* [REQUIRED WORK] Output the data below line for line, exactly, up to and including the line where "pub fn default_data_dir()" appears.

(Stored data)
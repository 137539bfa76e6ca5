//! Local client state: the data directory and the endpoint secret key.

use anyhow::{Context, Result};
use iroh::SecretKey;
use kes_relay::identity::load_or_create_secret_key;
use std::path::{Path, PathBuf};

/// File name of the client's endpoint secret key inside the data directory.
pub const SECRET_KEY_FILE: &str = "endpoint.key";

/// Default data directory for kes-cli.
pub fn default_data_dir() -> Result<PathBuf> {
    let dirs = directories::ProjectDirs::from("io", "kes", "kes-cli")
        .context("Could not determine home directory")?;
    Ok(dirs.data_dir().to_path_buf())
}

/// Create the data directory (owner-only on Unix) if it does not exist.
pub async fn ensure_data_dir(data_dir: &Path) -> Result<()> {
    tokio::fs::create_dir_all(data_dir)
        .await
        .context("Failed to create data directory")?;
    set_dir_permissions_0700(data_dir).await
}

/// Load this client's secret key, creating it on first use.
///
/// The relay identifies us by the matching public key, so losing this file
/// means publishing under a new identity.
pub async fn load_secret_key(data_dir: &Path) -> Result<SecretKey> {
    let path = data_dir.join(SECRET_KEY_FILE);
    load_or_create_secret_key(&path)
        .await
        .with_context(|| format!("Failed to load client identity from {}", path.display()))
}

/// Set directory permissions to 0700 (owner only) on Unix.
/// No-op on non-Unix platforms.
async fn set_dir_permissions_0700(path: &Path) -> Result<()> {
    #[cfg(unix)]
    {
        use std::os::unix::fs::PermissionsExt;
        tokio::fs::set_permissions(path, std::fs::Permissions::from_mode(0o700))
            .await
            .context("Failed to set directory permissions")?;
    }
    #[cfg(not(unix))]
    {
        let _ = path;
    }
    Ok(())
}
//! Look up another peer's public key.

use anyhow::{bail, Result};
use std::path::Path;
use std::time::Duration;

/// Run the lookup command.
///
/// Prints the peer's key on stdout so it can be redirected into a file.
pub async fn run(data_dir: &Path, relay: &str, identity: &str, timeout: Duration) -> Result<()> {
    if kes_relay::is_valid_key(identity) {
        bail!("Lookup target is itself a PEM key; the relay would store it as yours");
    }

    let client = super::connect(data_dir, relay, timeout).await?;
    let reply = client.send(identity).await?;
    client.close().await;

    match reply {
        Some(key) if kes_relay::is_valid_key(&key) => {
            print!("{}", key);
            if !key.ends_with('\n') {
                println!();
            }
            Ok(())
        }
        // Relays configured with `exchange.reply_on_miss` answer misses in text
        Some(notice) => bail!("No key for {}: relay says {:?}", identity, notice),
        None => bail!("No key returned for {}", identity),
    }
}
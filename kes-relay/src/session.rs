//! Per-connection session management.
//!
//! A session lives as long as the QUIC connection. Every bidirectional
//! stream the peer opens carries exactly one message.

use crate::error::{ProtocolError, ProtocolResult};
use crate::protocol::{read_text, write_text};
use crate::registry::{Identity, Outcome};
use crate::server::KeyRelay;
use iroh::endpoint::{Connection, RecvStream, SendStream};
use std::sync::atomic::Ordering;
use std::sync::Arc;
use std::time::Duration;

/// A per-connection session.
pub struct Session {
    relay: Arc<KeyRelay>,
    connection: Connection,
    /// Sender identity for every message on this connection.
    identity: Identity,
    /// Raw EndpointId, the rate limiter key.
    peer_key: [u8; 32],
}

impl Session {
    /// Create a new session for a connection.
    ///
    /// The identity is the authenticated remote EndpointId, rendered as text.
    pub fn new(relay: Arc<KeyRelay>, connection: Connection) -> Self {
        let remote_id = connection.remote_id();
        Self {
            relay,
            identity: Identity::new(remote_id.to_string()),
            peer_key: *remote_id.as_bytes(),
            connection,
        }
    }

    /// Run the session until the peer disconnects or goes idle.
    pub async fn run(self) {
        tracing::info!("New connection from {}", self.identity);
        self.relay.register_session(&self.identity);

        let idle_timeout = Duration::from_secs(self.relay.config().limits.idle_timeout_secs);

        loop {
            let (send, recv) =
                match tokio::time::timeout(idle_timeout, self.connection.accept_bi()).await {
                    Ok(Ok(stream)) => stream,
                    Ok(Err(e)) => {
                        tracing::debug!("Connection closed: {}", e);
                        break;
                    }
                    Err(_) => {
                        tracing::debug!(
                            "Idle timeout ({}s) for {}",
                            idle_timeout.as_secs(),
                            self.identity
                        );
                        self.connection.close(0u32.into(), b"idle");
                        break;
                    }
                };

            if let Err(e) = self.handle_stream(send, recv).await {
                if !matches!(e, ProtocolError::RateLimited { .. }) {
                    self.relay.metrics().errors_total.fetch_add(1, Ordering::Relaxed);
                }
                tracing::warn!("Stream error from {:?}: {}", self.identity, e);
            }
        }

        self.relay.unregister_session(&self.identity);
    }

    /// Handle a single bidirectional stream: one message, at most one reply.
    async fn handle_stream(&self, mut send: SendStream, mut recv: RecvStream) -> ProtocolResult<()> {
        let max_size = self.relay.config().limits.max_message_size;
        let result = self.exchange(&mut send, &mut recv, max_size).await;

        // Always end the reply side so the peer's read completes, even when
        // nothing was written.
        send.finish()
            .map_err(|e| ProtocolError::Stream(e.to_string()))?;

        result
    }

    async fn exchange(
        &self,
        send: &mut SendStream,
        recv: &mut RecvStream,
        max_size: usize,
    ) -> ProtocolResult<()> {
        let text = read_text(recv, max_size).await?;

        if let Err(e) = self.relay.rate_limits().check_message(&self.peer_key) {
            self.relay.metrics().rate_limit_hits.fetch_add(1, Ordering::Relaxed);
            return Err(ProtocolError::RateLimited {
                reason: e.to_string(),
            });
        }

        let outcome = self.relay.handle_message(&self.identity, &text).await;
        tracing::info!(
            "{:?} → {}",
            self.identity,
            match &outcome {
                Outcome::Stored => "stored",
                Outcome::Resolved(_) => "resolved",
                Outcome::NotFound => "not found",
            }
        );

        if let Some(reply) = self.relay.reply_for(outcome) {
            write_text(send, &reply).await?;
        }

        Ok(())
    }
}
use kanal::AsyncSender;
use nuance_core::cards::toggle_saved;
use nuance_types::{AppEvent, Tab, WordEntry};

use crate::state::ClientState;

pub async fn handle_toggle_save(
    client: &mut ClientState,
    app_to_ui_tx: &AsyncSender<AppEvent>,
    entry: WordEntry,
) -> anyhow::Result<()> {
    let dictionary = toggle_saved(&mut client.bookmarks, &entry);
    let saved = client.bookmarks.contains(&entry);
    tracing::info!(
        "'{}' {}, {} saved",
        entry.arabic(),
        if saved { "saved" } else { "removed" },
        dictionary.len()
    );

    // Both tabs carry saved marks, refresh them together
    let view = client.explore_view();
    app_to_ui_tx.send(AppEvent::ShowDictionary(dictionary)).await?;
    app_to_ui_tx.send(AppEvent::ShowExplore(view)).await?;

    let notice = if saved {
        format!("{} ডিকশনারিতে সেভ হয়েছে", entry.arabic())
    } else {
        format!("{} ডিকশনারি থেকে সরানো হয়েছে", entry.arabic())
    };
    app_to_ui_tx.send(AppEvent::Notice(notice)).await?;
    Ok(())
}

pub async fn handle_switch_tab(
    client: &mut ClientState,
    app_to_ui_tx: &AsyncSender<AppEvent>,
    tab: Tab,
) -> anyhow::Result<()> {
    client.tab = tab;
    app_to_ui_tx.send(AppEvent::SwitchTab(tab)).await?;
    Ok(())
}
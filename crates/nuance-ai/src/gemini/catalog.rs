use nuance_types::WordEntry;
use serde_json::json;

use super::GeminiClient;
use super::wire::{Content, GenerateContentRequest, GenerateContentResponse, GenerationConfig};
use crate::{AiError, WordCatalog};

const SYSTEM_INSTRUCTION: &str = "\
You are an expert Quranic scholar and linguist fluent in Bengali and Arabic.
Your task is to explain the nuances of different Arabic words used in the Quran related to a specific topic provided by the user.

For each word, provide:
1. The Arabic spelling (with vowels/tashkeel).
2. Bengali Transliteration.
3. Literal Bengali Meaning.
4. Deep Nuance (The specific context or shade of meaning this word implies in the Quran, distinct from synonyms).
5. A representative Surah and Verse number (e.g., সূরা আল-বাকারা ২:২).

Return the response strictly as a JSON array.";

fn topic_prompt(topic: &str) -> String {
    format!(
        "Topic: \"{topic}\". Provide 3 to 5 distinct Quranic words related to this topic in Bengali."
    )
}

/// Output contract enforced by the service
fn response_schema() -> serde_json::Value {
    json!({
        "type": "ARRAY",
        "items": {
            "type": "OBJECT",
            "properties": {
                "arabic": { "type": "STRING", "description": "Arabic word with tashkeel" },
                "transliteration": { "type": "STRING", "description": "Bengali pronunciation" },
                "meaning": { "type": "STRING", "description": "Literal meaning in Bengali" },
                "nuance": {
                    "type": "STRING",
                    "description": "Detailed explanation of the word's usage and depth in Bengali"
                },
                "reference": { "type": "STRING", "description": "Surah Name and Verse Number in Bengali" },
                "category": {
                    "type": "STRING",
                    "description": "The general topic category (e.g., Soul, Time)"
                }
            },
            "required": ["arabic", "transliteration", "meaning", "nuance", "reference"]
        }
    })
}

/// Empty text means "no entries", anything else must match the schema
fn parse_entries(text: &str) -> Result<Vec<WordEntry>, AiError> {
    if text.trim().is_empty() {
        return Ok(Vec::new());
    }

    serde_json::from_str(text).map_err(|e| AiError::ResponseFormat(e.to_string()))
}

#[async_trait::async_trait]
impl WordCatalog for GeminiClient {
    async fn fetch_by_topic(&self, topic: &str) -> Result<Vec<WordEntry>, AiError> {
        self.ensure_credential()?;

        let contents = [Content::user(topic_prompt(topic))];
        let request = GenerateContentRequest {
            system_instruction: Content::system(SYSTEM_INSTRUCTION),
            contents: &contents,
            generation_config: Some(GenerationConfig::json(response_schema())),
        };

        tracing::debug!("fetching words for topic '{topic}'");
        let response = self
            .post(
                &self.endpoint("generateContent"),
                &request,
                Some(self.request_timeout()),
            )
            .await?;

        let raw = response.text().await?;
        let body: GenerateContentResponse = serde_json::from_str(&raw)
            .map_err(|e| AiError::ResponseFormat(format!("Bad response envelope: {e}")))?;
        body.ensure_not_blocked()?;

        let entries = parse_entries(&body.text())?;
        tracing::info!("topic '{topic}': {} entries", entries.len());
        Ok(entries)
    }
}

* [ANSWER SPACE]
repository 137539bfa76e6ca5
//! Local client state: the data directory and the endpoint secret key.

use anyhow::{Context, Result};
use iroh::SecretKey;
use kes_relay::identity::load_or_create_secret_key;
use std::path::{Path, PathBuf};

/// File name of the client's endpoint secret key inside the data directory.
pub const SECRET_KEY_FILE: &str = "endpoint.key";

/// Default data directory for kes-cli.
pub fn default_data_dir() -> Result<PathBuf> {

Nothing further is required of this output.